Diante do exposto, podemos classificar Jurassic Park – O Parque dos Dinossauros e a franquia que se estabeleceu depois do épico de 1993 como horror? Eis uma pergunta com resposta nem sempre amarrada, envolto, como já mencionado no começo do texto, numa malha de polêmicas. Apesar de classificado como aventura, um gênero mais geral e, por isso, abrangente, a produção com os dinossauros em contato com seres humanos é também um exemplar digno de um segmento não apenas da aventura, mas do horror, isto é, o horror ecológico, seara de produção que flerta com momentos de interação caótica entre a humanidade e as forças da natureza. Atmosfera sombria, personagens indefesos numa região isolada, sem comunicação com os grandes centros urbanos e locais que lhe permitam a salvação com segurança. Criaturas aterrorizantes atacam, um a um, as figuras ficcionais, algumas com sorte para escapar com sobrevivência e outras transformadas em comida para dinossauros gigantescos. O ataque assustador do T-Rex e dos Velociraptores, na cena do passeio pelo parque tomado pela queda de energia e a sufocante perseguição dos raptores na cozinha do local de hospedagem de visitantes. Nos filmes subsequentes, temos o famoso ataque aquático do Spinossauro no desfecho de Jurassic Park 3 e a fúria da Indominus, em tantos momentos, mas em especial, quando faz Owen se banhar de gasolina embaixo de um automóvel para não ser percebido e se tornar alimento. E o ataque ao capcioso Dennis Nedry enquanto fugia com material genético roubado para a concorrente do Dr. Hammond? Inesquecível o ataque dos raptores numa passagem contemplada em zenital em O Mundo Perdido, filme que traz também a fúria dos tiranossauros no penhasco e no cerceamento aos caçadores acampados. Quer mais horror que isso, caro leitor?

A Apavorante Sequência de Perseguição dos Velociraptores em Jurassic Park – O Parque dos Dinossauros

A Ceia T-Rex  num empolgante trecho de O Mundo Perdido – Jurassic Park 

A Festa dos Raptores em O Mundo Perdido – Jurassic Park 

O Ataque do Spinossauro no desfecho de Jurassic Park III

Quando Indominus ataca em Jurassic World – O Mundo dos Dinossauros

A empolgante e intensa trilha sonora de John Williams, inicialmente aventureira e épica, mas depois tomada por momentos de crescente horror é um elemento para adensar a pertinência do convenio entre o filme e os traços do horror.
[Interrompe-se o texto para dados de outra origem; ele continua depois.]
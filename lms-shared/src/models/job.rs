/// Background job model
///
/// The `jobs` table is the hand-off between the API (which enqueues) and
/// `lms-worker` (which claims and executes). The payload is a tagged
/// [`JobPayload`] stored as JSONB; it is decoded by the worker at execution
/// time so that one malformed row cannot block the queue.
///
/// # Schema
///
/// ```sql
/// CREATE TABLE jobs (
///     id UUID PRIMARY KEY,
///     kind TEXT NOT NULL,
///     payload JSONB NOT NULL,
///     state TEXT NOT NULL DEFAULT 'pending',
///     attempts INTEGER NOT NULL DEFAULT 0,
///     max_attempts INTEGER NOT NULL DEFAULT 5,
///     run_at TIMESTAMPTZ NOT NULL DEFAULT NOW(),
///     dedupe_key TEXT UNIQUE,
///     last_error TEXT,
///     result JSONB,
///     started_at TIMESTAMPTZ,
///     finished_at TIMESTAMPTZ,
///     created_at TIMESTAMPTZ NOT NULL DEFAULT NOW(),
///     updated_at TIMESTAMPTZ NOT NULL DEFAULT NOW()
/// );
/// ```
///
/// # Example
///
/// ```no_run
/// use lms_shared::models::job::{Job, JobPayload, NewJob};
/// # use sqlx::PgPool;
/// # use uuid::Uuid;
/// # async fn example(pool: PgPool, course_id: Uuid) -> Result<(), sqlx::Error> {
/// let job = NewJob::now(JobPayload::NotifyCourseUpdated { course_id });
/// let id = Job::enqueue(&pool, &job).await?;
/// # Ok(())
/// # }
/// ```

use chrono::{DateTime, Utc};
use serde::{Deserialize, Serialize};
use serde_json::Value as JsonValue;
use sqlx::PgExecutor;
use uuid::Uuid;

/// Default number of attempts before a job is marked failed
pub const DEFAULT_MAX_ATTEMPTS: i32 = 5;

/// Work item understood by the worker
#[derive(Debug, Clone, PartialEq, Eq, Serialize, Deserialize)]
#[serde(tag = "kind", rename_all = "snake_case")]
pub enum JobPayload {
    /// Email every subscriber of the course
    NotifyCourseUpdated { course_id: Uuid },

    /// Deactivate regular users whose last login is older than `days`
    DeactivateInactiveUsers { days: i64 },
}

impl JobPayload {
    /// Stored in `jobs.kind` for querying and logging
    pub fn kind(&self) -> &'static str {
        match self {
            JobPayload::NotifyCourseUpdated { .. } => "notify_course_updated",
            JobPayload::DeactivateInactiveUsers { .. } => "deactivate_inactive_users",
        }
    }
}

/// Job lifecycle state
#[derive(Debug, Clone, Copy, PartialEq, Eq, Serialize, Deserialize)]
#[serde(rename_all = "lowercase")]
pub enum JobState {
    /// Waiting for `run_at`
    Pending,

    /// Claimed by a worker
    Running,

    Succeeded,

    /// Attempts exhausted
    Failed,
}

impl JobState {
    /// Converts state to string for database storage
    pub fn as_str(&self) -> &'static str {
        match self {
            JobState::Pending => "pending",
            JobState::Running => "running",
            JobState::Succeeded => "succeeded",
            JobState::Failed => "failed",
        }
    }

    /// Checks if state is terminal
    pub fn is_terminal(&self) -> bool {
        matches!(self, JobState::Succeeded | JobState::Failed)
    }
}

/// Error returned when a stored job state is not recognised
#[derive(Debug, thiserror::Error)]
#[error("Unknown job state: {0}")]
pub struct UnknownJobState(pub String);

impl TryFrom<String> for JobState {
    type Error = UnknownJobState;

    fn try_from(value: String) -> Result<Self, Self::Error> {
        match value.as_str() {
            "pending" => Ok(JobState::Pending),
            "running" => Ok(JobState::Running),
            "succeeded" => Ok(JobState::Succeeded),
            "failed" => Ok(JobState::Failed),
            _ => Err(UnknownJobState(value)),
        }
    }
}

/// Job row
#[derive(Debug, Clone, Serialize, Deserialize, sqlx::FromRow)]
pub struct Job {
    pub id: Uuid,

    /// Mirrors the payload tag
    pub kind: String,

    /// Encoded [`JobPayload`]
    pub payload: JsonValue,

    #[sqlx(try_from = "String")]
    pub state: JobState,

    /// Failed attempts so far
    pub attempts: i32,

    pub max_attempts: i32,

    /// Earliest time the job may be claimed
    pub run_at: DateTime<Utc>,

    /// Unique key preventing duplicate enqueues (e.g. one deactivation run per day)
    pub dedupe_key: Option<String>,

    pub last_error: Option<String>,

    /// Handler output on success
    pub result: Option<JsonValue>,

    pub started_at: Option<DateTime<Utc>>,

    pub finished_at: Option<DateTime<Utc>>,

    pub created_at: DateTime<Utc>,

    pub updated_at: DateTime<Utc>,
}

impl Job {
    /// Decodes the stored payload
    pub fn decode_payload(&self) -> Result<JobPayload, serde_json::Error> {
        serde_json::from_value(self.payload.clone())
    }
}

/// Input for enqueueing a job
#[derive(Debug, Clone, PartialEq, Eq, Serialize, Deserialize)]
pub struct NewJob {
    pub payload: JobPayload,
    pub run_at: DateTime<Utc>,
    pub max_attempts: i32,
    pub dedupe_key: Option<String>,
}

impl NewJob {
    /// A job that is due immediately, with default attempts and no dedupe key
    pub fn now(payload: JobPayload) -> Self {
        Self {
            payload,
            run_at: Utc::now(),
            max_attempts: DEFAULT_MAX_ATTEMPTS,
            dedupe_key: None,
        }
    }

    /// Sets the dedupe key
    pub fn with_dedupe_key(mut self, key: impl Into<String>) -> Self {
        self.dedupe_key = Some(key.into());
        self
    }

    /// Sets the earliest run time
    pub fn run_at(mut self, run_at: DateTime<Utc>) -> Self {
        self.run_at = run_at;
        self
    }
}

impl Job {
    /// Inserts a pending job
    ///
    /// Works with a pool or with a connection inside a transaction.
    ///
    /// # Returns
    ///
    /// The new job ID, or None if a job with the same dedupe key exists
    pub async fn enqueue<'e, E>(executor: E, job: &NewJob) -> Result<Option<Uuid>, sqlx::Error>
    where
        E: PgExecutor<'e>,
    {
        let payload = serde_json::to_value(&job.payload)
            .map_err(|e| sqlx::Error::Protocol(format!("Job payload encoding failed: {}", e)))?;

        let row: Option<(Uuid,)> = sqlx::query_as(
            r#"
            INSERT INTO jobs (id, kind, payload, max_attempts, run_at, dedupe_key)
            VALUES ($1, $2, $3, $4, $5, $6)
            ON CONFLICT (dedupe_key) DO NOTHING
            RETURNING id
            "#,
        )
        .bind(Uuid::new_v4())
        .bind(job.payload.kind())
        .bind(payload)
        .bind(job.max_attempts)
        .bind(job.run_at)
        .bind(&job.dedupe_key)
        .fetch_optional(executor)
        .await?;

        Ok(row.map(|(id,)| id))
    }
}
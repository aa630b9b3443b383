//! In-process payment provider for tests
//!
//! Returns deterministic IDs (`prod_mock_1`, `price_mock_1`, `cs_mock_1`),
//! records every call with its arguments and can be told to fail a given
//! method.
//!
//! ```
//! use lms_shared::payments::mock::MockPaymentProvider;
//! use lms_shared::payments::provider::{PaymentProvider, ProviderError};
//!
//! # async fn example() {
//! let mock = MockPaymentProvider::new();
//! mock.fail_method("create_price", ProviderError::Network("timeout".into()));
//!
//! assert!(mock.create_product("Rust", "").await.is_ok());
//! assert!(mock.create_price("prod_mock_1", 100, "rub").await.is_err());
//! assert_eq!(mock.call_count("create_product"), 1);
//! # }
//! ```

use std::collections::HashMap;
use std::sync::{Arc, Mutex, MutexGuard};

use async_trait::async_trait;

use super::provider::{CheckoutSession, PaymentProvider, ProviderError};

/// Recorded method call for assertions
#[derive(Debug, Clone, PartialEq, Eq)]
pub struct MethodCall {
    pub method: String,
    pub args: Vec<String>,
}

#[derive(Default)]
struct MockState {
    counter: u64,
    method_errors: HashMap<String, ProviderError>,
    call_log: Vec<MethodCall>,
}

/// Mock [`PaymentProvider`]; clones share state
#[derive(Default, Clone)]
pub struct MockPaymentProvider {
    inner: Arc<Mutex<MockState>>,
}

impl MockPaymentProvider {
    pub fn new() -> Self {
        Self::default()
    }

    fn state(&self) -> MutexGuard<'_, MockState> {
        self.inner.lock().unwrap_or_else(|poisoned| poisoned.into_inner())
    }

    /// Makes every future call to `method` fail with `error`
    pub fn fail_method(&self, method: &str, error: ProviderError) {
        self.state().method_errors.insert(method.to_string(), error);
    }

    pub fn clear_errors(&self) {
        self.state().method_errors.clear();
    }

    pub fn calls(&self) -> Vec<MethodCall> {
        self.state().call_log.clone()
    }

    pub fn call_count(&self, method: &str) -> usize {
        self.state().call_log.iter().filter(|c| c.method == method).count()
    }

    /// Records the call, then either fails or returns the next sequence number
    fn invoke(&self, method: &str, args: Vec<String>) -> Result<u64, ProviderError> {
        let mut state = self.state();
        state.call_log.push(MethodCall {
            method: method.to_string(),
            args,
        });

        if let Some(error) = state.method_errors.get(method) {
            return Err(error.clone());
        }

        state.counter += 1;
        Ok(state.counter)
    }
}

#[async_trait]
impl PaymentProvider for MockPaymentProvider {
    async fn create_product(&self, name: &str, description: &str) -> Result<String, ProviderError> {
        let n = self.invoke("create_product", vec![name.to_string(), description.to_string()])?;
        Ok(format!("prod_mock_{}", n))
    }

    async fn create_price(
        &self,
        product_id: &str,
        minor_units: i64,
        currency: &str,
    ) -> Result<String, ProviderError> {
        let n = self.invoke(
            "create_price",
            vec![product_id.to_string(), minor_units.to_string(), currency.to_string()],
        )?;
        Ok(format!("price_mock_{}", n))
    }

    async fn create_checkout_session(&self, price_id: &str) -> Result<CheckoutSession, ProviderError> {
        let n = self.invoke("create_checkout_session", vec![price_id.to_string()])?;
        Ok(CheckoutSession {
            session_id: format!("cs_mock_{}", n),
            url: format!("https://checkout.stripe.test/c/pay/cs_mock_{}", n),
        })
    }
}

#[cfg(test)]
mod tests {
    use super::*;

    #[tokio::test]
    async fn test_records_calls_with_arguments() {
        let mock = MockPaymentProvider::new();

        mock.create_product("Rust", "Intro").await.unwrap();
        mock.create_price("prod_mock_1", 1999, "rub").await.unwrap();

        let calls = mock.calls();
        assert_eq!(calls.len(), 2);
        assert_eq!(calls[1].args, vec!["prod_mock_1", "1999", "rub"]);
    }

    #[tokio::test]
    async fn test_method_error_only_affects_that_method() {
        let mock = MockPaymentProvider::new();
        mock.fail_method("create_checkout_session", ProviderError::Network("down".into()));

        assert!(mock.create_product("Rust", "").await.is_ok());
        assert!(mock.create_checkout_session("price_1").await.is_err());
        assert_eq!(mock.call_count("create_checkout_session"), 1);

        mock.clear_errors();
        assert!(mock.create_checkout_session("price_1").await.is_ok());
    }

    #[tokio::test]
    async fn test_clones_share_state() {
        let mock = MockPaymentProvider::new();
        let clone = mock.clone();

        clone.create_product("Rust", "").await.unwrap();
        assert_eq!(mock.call_count("create_product"), 1);
    }
}
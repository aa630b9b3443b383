/// Daily deactivation scheduler
///
/// Once a day at `DEACTIVATION_HOUR_UTC` (default 00:00 UTC, 03:00 Moscow
/// time) a `deactivate_inactive_users` job is enqueued. The job carries the
/// dedupe key `deactivate_inactive_users:<date>`, so any number of workers
/// may run the scheduler and the job is still enqueued once per day.
///
/// On startup a run whose slot already passed today is enqueued as well;
/// a worker that was down at the slot time catches up, and one that was
/// not hits the dedupe key.

use std::sync::Arc;

use chrono::{DateTime, Days, NaiveDate, NaiveTime, Utc};
use lms_shared::models::job::{JobPayload, NewJob};
use lms_shared::store::{JobSink, StoreError};
use tokio_util::sync::CancellationToken;
use uuid::Uuid;

/// Prefix of the per-day dedupe key
pub const DEDUPE_PREFIX: &str = "deactivate_inactive_users";

pub fn dedupe_key(date: NaiveDate) -> String {
    format!("{}:{}", DEDUPE_PREFIX, date.format("%Y-%m-%d"))
}

/// Slot time on `date`
pub fn slot_on(date: NaiveDate, hour_utc: u32) -> DateTime<Utc> {
    let time = NaiveTime::from_hms_opt(hour_utc, 0, 0).unwrap_or(NaiveTime::MIN);
    date.and_time(time).and_utc()
}

/// First slot strictly after `now`
pub fn next_slot_after(now: DateTime<Utc>, hour_utc: u32) -> DateTime<Utc> {
    let today = now.date_naive();
    let slot = slot_on(today, hour_utc);

    if slot > now {
        slot
    } else {
        let tomorrow = today.checked_add_days(Days::new(1)).unwrap_or(today);
        slot_on(tomorrow, hour_utc)
    }
}

/// Enqueues the daily deactivation job
pub struct DeactivationScheduler {
    sink: Arc<dyn JobSink>,
    hour_utc: u32,
    days: i64,
    max_attempts: i32,
}

impl DeactivationScheduler {
    pub fn new(sink: Arc<dyn JobSink>, hour_utc: u32, days: i64, max_attempts: i32) -> Self {
        Self {
            sink,
            hour_utc,
            days,
            max_attempts,
        }
    }

    /// Job for the slot on `date`
    pub fn job_for(&self, date: NaiveDate) -> NewJob {
        let mut job = NewJob::now(JobPayload::DeactivateInactiveUsers { days: self.days })
            .run_at(slot_on(date, self.hour_utc))
            .with_dedupe_key(dedupe_key(date));
        job.max_attempts = self.max_attempts;
        job
    }

    /// Enqueues the run for `date`; None if it was already enqueued
    pub async fn enqueue_for(&self, date: NaiveDate) -> Result<Option<Uuid>, StoreError> {
        let job_id = self.sink.enqueue(self.job_for(date)).await?;

        match job_id {
            Some(id) => tracing::info!(job_id = %id, date = %date, "Deactivation job enqueued"),
            None => tracing::debug!(date = %date, "Deactivation job already enqueued"),
        }

        Ok(job_id)
    }

    /// Enqueues today's run if its slot has passed
    pub async fn catch_up(&self, now: DateTime<Utc>) -> Result<Option<Uuid>, StoreError> {
        let today = now.date_naive();
        if slot_on(today, self.hour_utc) <= now {
            self.enqueue_for(today).await
        } else {
            Ok(None)
        }
    }

    /// Runs until `shutdown` is cancelled
    pub async fn run(&self, shutdown: CancellationToken) {
        tracing::info!(hour_utc = self.hour_utc, days = self.days, "Deactivation scheduler starting");

        if let Err(e) = self.catch_up(Utc::now()).await {
            tracing::error!(error = %e, "Failed to enqueue missed deactivation run");
        }

        loop {
            let now = Utc::now();
            let next = next_slot_after(now, self.hour_utc);
            let wait = (next - now).to_std().unwrap_or_default();

            tracing::debug!(next_run = %next, "Deactivation scheduler sleeping");

            tokio::select! {
                _ = shutdown.cancelled() => break,
                _ = tokio::time::sleep(wait) => {}
            }

            if let Err(e) = self.enqueue_for(next.date_naive()).await {
                tracing::error!(error = %e, "Failed to enqueue deactivation job");
            }
        }

        tracing::info!("Deactivation scheduler stopped");
    }
}
/// Course model and database operations
///
/// A course is owned by at most one user (the owner may be removed, which
/// leaves `owner_id` NULL). `last_notification_sent_at` backs the
/// notification throttle and is only ever moved forward.
///
/// # Schema
///
/// ```sql
/// CREATE TABLE courses (
///     id UUID PRIMARY KEY,
///     title VARCHAR(255) NOT NULL,
///     description TEXT NOT NULL DEFAULT '',
///     preview TEXT,
///     owner_id UUID REFERENCES users(id) ON DELETE SET NULL,
///     last_notification_sent_at TIMESTAMPTZ,
///     created_at TIMESTAMPTZ NOT NULL DEFAULT NOW(),
///     updated_at TIMESTAMPTZ NOT NULL DEFAULT NOW()
/// );
/// ```
///
/// # Example
///
/// ```no_run
/// use lms_shared::models::course::{Course, CreateCourse};
/// # use sqlx::PgPool;
/// # use uuid::Uuid;
/// # async fn example(pool: PgPool, owner_id: Uuid) -> Result<(), sqlx::Error> {
/// let course = Course::create(&pool, CreateCourse {
///     title: "Rust for beginners".to_string(),
///     description: "Ownership, borrowing, lifetimes".to_string(),
///     preview: None,
///     owner_id: Some(owner_id),
/// }).await?;
///
/// let view = Course::find_view(&pool, course.id, Some(owner_id)).await?;
/// # Ok(())
/// # }
/// ```

use chrono::{DateTime, Utc};
use serde::{Deserialize, Serialize};
use sqlx::{PgConnection, PgPool};
use uuid::Uuid;

const COURSE_COLUMNS: &str =
    "id, title, description, preview, owner_id, last_notification_sent_at, created_at, updated_at";

/// Course record
#[derive(Debug, Clone, Serialize, Deserialize, sqlx::FromRow)]
pub struct Course {
    pub id: Uuid,

    /// Course title (at most 255 characters)
    pub title: String,

    pub description: String,

    /// Preview image path or URL
    pub preview: Option<String>,

    /// Owning user; None once the owner has been deleted
    pub owner_id: Option<Uuid>,

    /// When subscribers were last notified about this course
    pub last_notification_sent_at: Option<DateTime<Utc>>,

    pub created_at: DateTime<Utc>,

    pub updated_at: DateTime<Utc>,
}

/// Course together with the per-viewer fields returned by the API
#[derive(Debug, Clone, Serialize, Deserialize, sqlx::FromRow)]
pub struct CourseView {
    #[sqlx(flatten)]
    #[serde(flatten)]
    pub course: Course,

    /// Number of lessons in the course
    pub lessons_count: i64,

    /// Whether the viewing user is subscribed
    pub is_subscribed: bool,
}

/// Input for creating a course
#[derive(Debug, Clone, Serialize, Deserialize)]
pub struct CreateCourse {
    pub title: String,
    pub description: String,
    pub preview: Option<String>,
    pub owner_id: Option<Uuid>,
}

/// Input for updating a course. Only non-None fields are written.
#[derive(Debug, Clone, Default, Serialize, Deserialize)]
pub struct UpdateCourse {
    pub title: Option<String>,
    pub description: Option<String>,
    pub preview: Option<Option<String>>,
}

impl Course {
    /// Creates a new course
    pub async fn create(pool: &PgPool, data: CreateCourse) -> Result<Self, sqlx::Error> {
        let query = format!(
            r#"
            INSERT INTO courses (id, title, description, preview, owner_id)
            VALUES ($1, $2, $3, $4, $5)
            RETURNING {COURSE_COLUMNS}
            "#
        );

        sqlx::query_as::<_, Course>(&query)
            .bind(Uuid::new_v4())
            .bind(data.title)
            .bind(data.description)
            .bind(data.preview)
            .bind(data.owner_id)
            .fetch_one(pool)
            .await
    }

    /// Finds a course by ID
    pub async fn find_by_id(pool: &PgPool, id: Uuid) -> Result<Option<Self>, sqlx::Error> {
        let query = format!("SELECT {COURSE_COLUMNS} FROM courses WHERE id = $1");

        sqlx::query_as::<_, Course>(&query)
            .bind(id)
            .fetch_optional(pool)
            .await
    }

    /// Checks whether a course exists
    pub async fn exists(pool: &PgPool, id: Uuid) -> Result<bool, sqlx::Error> {
        let (exists,): (bool,) = sqlx::query_as("SELECT EXISTS (SELECT 1 FROM courses WHERE id = $1)")
            .bind(id)
            .fetch_one(pool)
            .await?;

        Ok(exists)
    }

    /// Finds a course with its lesson count and the viewer's subscription flag
    pub async fn find_view(
        pool: &PgPool,
        id: Uuid,
        viewer_id: Option<Uuid>,
    ) -> Result<Option<CourseView>, sqlx::Error> {
        sqlx::query_as::<_, CourseView>(
            r#"
            SELECT c.id, c.title, c.description, c.preview, c.owner_id,
                   c.last_notification_sent_at, c.created_at, c.updated_at,
                   (SELECT COUNT(*) FROM lessons l WHERE l.course_id = c.id) AS lessons_count,
                   EXISTS (
                       SELECT 1 FROM subscriptions s
                       WHERE s.course_id = c.id AND s.user_id = $2
                   ) AS is_subscribed
            FROM courses c
            WHERE c.id = $1
            "#,
        )
        .bind(id)
        .bind(viewer_id)
        .fetch_optional(pool)
        .await
    }

    /// Lists courses, optionally restricted to one owner, oldest first
    ///
    /// `owner_id = None` returns every course.
    pub async fn list_views(
        pool: &PgPool,
        owner_id: Option<Uuid>,
        viewer_id: Option<Uuid>,
        limit: i64,
        offset: i64,
    ) -> Result<Vec<CourseView>, sqlx::Error> {
        sqlx::query_as::<_, CourseView>(
            r#"
            SELECT c.id, c.title, c.description, c.preview, c.owner_id,
                   c.last_notification_sent_at, c.created_at, c.updated_at,
                   (SELECT COUNT(*) FROM lessons l WHERE l.course_id = c.id) AS lessons_count,
                   EXISTS (
                       SELECT 1 FROM subscriptions s
                       WHERE s.course_id = c.id AND s.user_id = $2
                   ) AS is_subscribed
            FROM courses c
            WHERE ($1::uuid IS NULL OR c.owner_id = $1)
            ORDER BY c.created_at, c.id
            LIMIT $3 OFFSET $4
            "#,
        )
        .bind(owner_id)
        .bind(viewer_id)
        .bind(limit)
        .bind(offset)
        .fetch_all(pool)
        .await
    }

    /// Counts courses, optionally restricted to one owner
    pub async fn count(pool: &PgPool, owner_id: Option<Uuid>) -> Result<i64, sqlx::Error> {
        let (count,): (i64,) = sqlx::query_as(
            "SELECT COUNT(*) FROM courses WHERE ($1::uuid IS NULL OR owner_id = $1)",
        )
        .bind(owner_id)
        .fetch_one(pool)
        .await?;

        Ok(count)
    }

    /// Updates a course. Only non-None fields are written.
    pub async fn update(
        pool: &PgPool,
        id: Uuid,
        data: UpdateCourse,
    ) -> Result<Option<Self>, sqlx::Error> {
        let mut query = String::from("UPDATE courses SET updated_at = NOW()");
        let mut bind_count = 1;

        if data.title.is_some() {
            bind_count += 1;
            query.push_str(&format!(", title = ${}", bind_count));
        }
        if data.description.is_some() {
            bind_count += 1;
            query.push_str(&format!(", description = ${}", bind_count));
        }
        if data.preview.is_some() {
            bind_count += 1;
            query.push_str(&format!(", preview = ${}", bind_count));
        }

        query.push_str(&format!(" WHERE id = $1 RETURNING {COURSE_COLUMNS}"));

        let mut q = sqlx::query_as::<_, Course>(&query).bind(id);

        if let Some(title) = data.title {
            q = q.bind(title);
        }
        if let Some(description) = data.description {
            q = q.bind(description);
        }
        if let Some(preview) = data.preview {
            q = q.bind(preview);
        }

        q.fetch_optional(pool).await
    }

    /// Deletes a course and, by cascade, its lessons and subscriptions
    pub async fn delete(pool: &PgPool, id: Uuid) -> Result<bool, sqlx::Error> {
        let result = sqlx::query("DELETE FROM courses WHERE id = $1")
            .bind(id)
            .execute(pool)
            .await?;

        Ok(result.rows_affected() > 0)
    }

    /// Reads `last_notification_sent_at` while holding a row lock
    ///
    /// Must run inside a transaction; the lock is released on commit.
    ///
    /// # Returns
    ///
    /// `None` if the course does not exist, `Some(last_sent)` otherwise
    pub async fn lock_notification_stamp(
        conn: &mut PgConnection,
        id: Uuid,
    ) -> Result<Option<Option<DateTime<Utc>>>, sqlx::Error> {
        let row: Option<(Option<DateTime<Utc>>,)> = sqlx::query_as(
            "SELECT last_notification_sent_at FROM courses WHERE id = $1 FOR UPDATE",
        )
        .bind(id)
        .fetch_optional(conn)
        .await?;

        Ok(row.map(|(last_sent,)| last_sent))
    }

    /// Moves `last_notification_sent_at` forward to `at`
    ///
    /// Never moves the stamp backwards.
    pub async fn stamp_notification(
        conn: &mut PgConnection,
        id: Uuid,
        at: DateTime<Utc>,
    ) -> Result<bool, sqlx::Error> {
        let result = sqlx::query(
            r#"
            UPDATE courses
            SET last_notification_sent_at = $2
            WHERE id = $1
              AND (last_notification_sent_at IS NULL OR last_notification_sent_at <= $2)
            "#,
        )
        .bind(id)
        .bind(at)
        .execute(conn)
        .await?;

        Ok(result.rows_affected() > 0)
    }
}

#[cfg(test)]
mod tests {
    use super::*;

    #[test]
    fn test_update_course_default() {
        let update = UpdateCourse::default();
        assert!(update.title.is_none());
        assert!(update.description.is_none());
        assert!(update.preview.is_none());
    }

    #[test]
    fn test_course_view_serializes_flat() {
        let view = CourseView {
            course: Course {
                id: Uuid::new_v4(),
                title: "Algebra".to_string(),
                description: String::new(),
                preview: None,
                owner_id: None,
                last_notification_sent_at: None,
                created_at: Utc::now(),
                updated_at: Utc::now(),
            },
            lessons_count: 3,
            is_subscribed: true,
        };

        let json = serde_json::to_value(&view).unwrap();
        assert_eq!(json["title"], "Algebra");
        assert_eq!(json["lessons_count"], 3);
        assert_eq!(json["is_subscribed"], true);
    }
}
As situações estabelecidas pelo roteiro de David Koepp e Michael Crichton, autor do romance ponto de partida, colocam os personagens em momentos de muita adrenalina e pânico, cerceados pela força brutal de criaturas indomáveis, dispersas em ambientes nada propícios aos humanos. A direção de fotografia de Dean Cundey entrega momentos angustiantes de POV (ponto de vista) e suas possibilidade de construção do medo, com passagens que promovem arrepios genuínos. O design de produção de Rick Carter gerencia com eficácia os cenários opressores, a vastidão que ora parece representativa de liberdade, ora transmite sensação de perigo que pode surgir de qualquer canto do quadro. Richard Hymns supervisiona o design de som e nos faz sentir os dinossauros como criaturas barulhentas e ameaçadoras. Somamos isso aos efeitos especiais (animatrônicos, ventanias, trovões, relâmpagos, mecanismos hidráulicos) e visuais (softwares em plena expansão no campo da informática para manipulação da imagem) e temos uma narrativa recheada de momentos de horror, primeiro passo para uma bem-sucedida franquia do cinema contemporâneo.

Sim, Jurassic Park – O Parque dos Dinossauros, é um filme de horror. Ecológico. E dos melhores.